Summary text file: This file includes the NA-binding prediction for the chain and its confidence score and lists the residues composing each calculated patch (view example).
mmCIF file: A coordinate file in nnCIF format, containing only the ATOM lines of the current chain and the calculated patches annotation (view example). This file provides the flexibility for advanced users to color the patches and present them in any molecular visualization program such as ChimeraX or PyMol. The patches annotation is inserted to the B-factor (temperature) column, according to the following code:
- 10 - atoms that belong to the first positive patch (BindUP-Alpha color code: [0,0,198]).
- 20 - atoms that belong to the second positive patch (BindUP-Alpha color code: [19,131,253]).
- 30 - atoms that belong to the third positive patch (BindUP-Alpha color code: [156,203,254]).
- -10 - atoms that belong to the first negative patch (BindUP-Alpha color code: [200,0,0]).
- -20 - atoms that belong to the second negative patch (BindUP-Alpha color code: [254,120,105]).
- -30 - atoms that belong to the third negative patch (BindUP-Alpha color code: [254,192,182]).
- 5 - atoms that belong to both the first positive patch and the first negative patch (BindUP-Alpha color code: [182,40,217]).
- 0 - atoms that do not belong to any of the requested patches (BindUP-Alpha color code: [232,232,232]).

Presentation of all the protein chains together

When selecting the option 'all' in the drop-down menu, BindUP-Alpha presents the results for all the calculated protein chains together (view an example of this presentation). Please note that this is only a way of presentation. The calculation is always performed on each chain separately.

Batch mode

This mode enables to run in a batch more than one protein structure. The results, including the NA-binding predictions and the electrostatic patches, are given in text files only, without the 3D visualization.

Input

BindUP-Alpha requires a list of IDs (case insensitive) separated by newline. The number of entries is not limited. The entries can be written in three forms:

PDB ID (for example: 6kda). In this case, all the protein chains of the entry will be calculated.
A PDB ID + a specific chain ID (for example: 6kda). In this case, only the specified chain will be calculated.
A Uniprot or a CSM ID (for example: Q9UBC3 or AF-Q9UBC3-F1-v6).

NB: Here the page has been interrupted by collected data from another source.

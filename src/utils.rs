//! utils — PyO3 glue shared by the Python-facing classes in `lib.rs`.
//!
//! Purpose
//! -------
//! Convert Python inputs into the crate's ndarray types and adapt Python
//! callables to the [`Objective`](crate::evaluation::Objective) contract.
//!
//! Key behaviors
//! -------------
//! - [`extract_f64_array`] accepts a 1-D `numpy.ndarray`, anything with a
//!   `to_numpy()` method (e.g. a `pandas.Series`), or a plain sequence of
//!   floats.
//! - [`extract_pos`] builds an owned [`Pos`] and rejects NaN entries.
//! - [`PyObjective`] calls a Python function with a NumPy copy of the
//!   coordinates and maps any raised exception, or a non-float return value,
//!   into [`ObjectiveError::Failed`]; a NaN result is
//!   [`ObjectiveError::NonFinite`].
//!
//! Conventions
//! -----------
//! - Everything here is compiled only with the `python-bindings` feature.
//! - Python exceptions raised by the objective are stringified; their type is
//!   not preserved across the Rust boundary.

#[cfg(feature = "python-bindings")]
use numpy::{IntoPyArray, PyArrayMethods, PyReadonlyArray1, ToPyArray};

#[cfg(feature = "python-bindings")]
use pyo3::{exceptions::PyValueError, prelude::*, types::PyAny};

#[cfg(feature = "python-bindings")]
use crate::evaluation::{Objective, ObjectiveError, ObjectiveResult, Pos};

/// Borrow a contiguous `f64` view of `raw_data`, copying only when the input
/// is not already a contiguous float64 array.
#[cfg(feature = "python-bindings")]
#[inline]
pub fn extract_f64_array<'py>(
    py: Python<'py>, raw_data: &Bound<'py, PyAny>,
) -> PyResult<PyReadonlyArray1<'py, f64>> {
    if let Ok(arr_ro) = raw_data.extract::<PyReadonlyArray1<f64>>() {
        if arr_ro.as_slice().is_ok() {
            return Ok(arr_ro);
        }
    }

    if let Ok(obj) = raw_data.call_method("to_numpy", (false,), None) {
        if let Ok(series_ro) = obj.extract::<PyReadonlyArray1<f64>>() {
            if series_ro.as_slice().is_ok() {
                return Ok(series_ro);
            }
        }
    }

    let vec: Vec<f64> = raw_data.extract().map_err(|_| {
        pyo3::exceptions::PyTypeError::new_err(
            "expected a 1-D numpy.ndarray, pandas.Series, or sequence of float64",
        )
    })?;
    Ok(vec.into_pyarray(py).readonly())
}

/// Owned coordinate vector from any input accepted by [`extract_f64_array`].
///
/// # Errors
/// `ValueError` if the input is empty or contains NaN; `TypeError` if it is
/// not array-like.
#[cfg(feature = "python-bindings")]
pub fn extract_pos<'py>(
    py: Python<'py>, raw_data: &Bound<'py, PyAny>, name: &str,
) -> PyResult<Pos> {
    let arr = extract_f64_array(py, raw_data)?;
    let pos = arr.as_array().to_owned();
    if pos.is_empty() {
        return Err(PyValueError::new_err(format!("{name} must not be empty")));
    }
    if pos.iter().any(|v| v.is_nan()) {
        return Err(PyValueError::new_err(format!("{name} must not contain NaN values")));
    }
    Ok(pos)
}

/// [`Objective`] backed by a Python callable `f(x: numpy.ndarray) -> float`.
#[cfg(feature = "python-bindings")]
pub struct PyObjective<'py> {
    func: Bound<'py, PyAny>,
}

#[cfg(feature = "python-bindings")]
impl<'py> PyObjective<'py> {
    /// # Errors
    /// `TypeError` if `func` is not callable.
    pub fn new(func: Bound<'py, PyAny>) -> PyResult<Self> {
        if !func.is_callable() {
            return Err(pyo3::exceptions::PyTypeError::new_err("objective must be callable"));
        }
        Ok(Self { func })
    }
}

#[cfg(feature = "python-bindings")]
impl Objective for PyObjective<'_> {
    fn objective(&self, v: &Pos) -> ObjectiveResult<f64> {
        let arg = v.to_pyarray(self.func.py());
        let value = self
            .func
            .call1((arg,))
            .and_then(|out| out.extract::<f64>())
            .map_err(|err| ObjectiveError::failed(err.to_string()))?;
        if value.is_nan() {
            return Err(ObjectiveError::NonFinite { value });
        }
        Ok(value)
    }
}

The list of ID entries may contain the three forms mixed together (view example).
It is possible to paste the list of entries to the browser or upload a text (.txt) file containing the list.

Calculation options

Patches calculation

By default, BindUP-Alpha calculates the largest positive electrostatic patch. However, it is possible to choose whether to calculate only positive patches, only negative patches or the combination of both.
Number of patches to display: When calculating only one type of patches, BindUP-Alpha can display up to 3 patches together. When calculating both positive and negative patches, BindUP-Alpha can display only the largest patch of each type.

General options

Job name: An optional parameter that enables you to give your job an informative name. If not filled, the job gets a unique number identifier.

Results

In batch mode, the results are presented for each protein structure and include the text files (described above) only, without a 3D visualization (view an example of the results page). If the user has specified a chain identifier, both the summary text file and the mmCIF file will include the results for the specified chain only. Otherwise, the text files will include the results for all the calculated protein chains.
In case there is more than one valid entry, an additional file, which summarizes the results for all the entries together, is provided for download as well.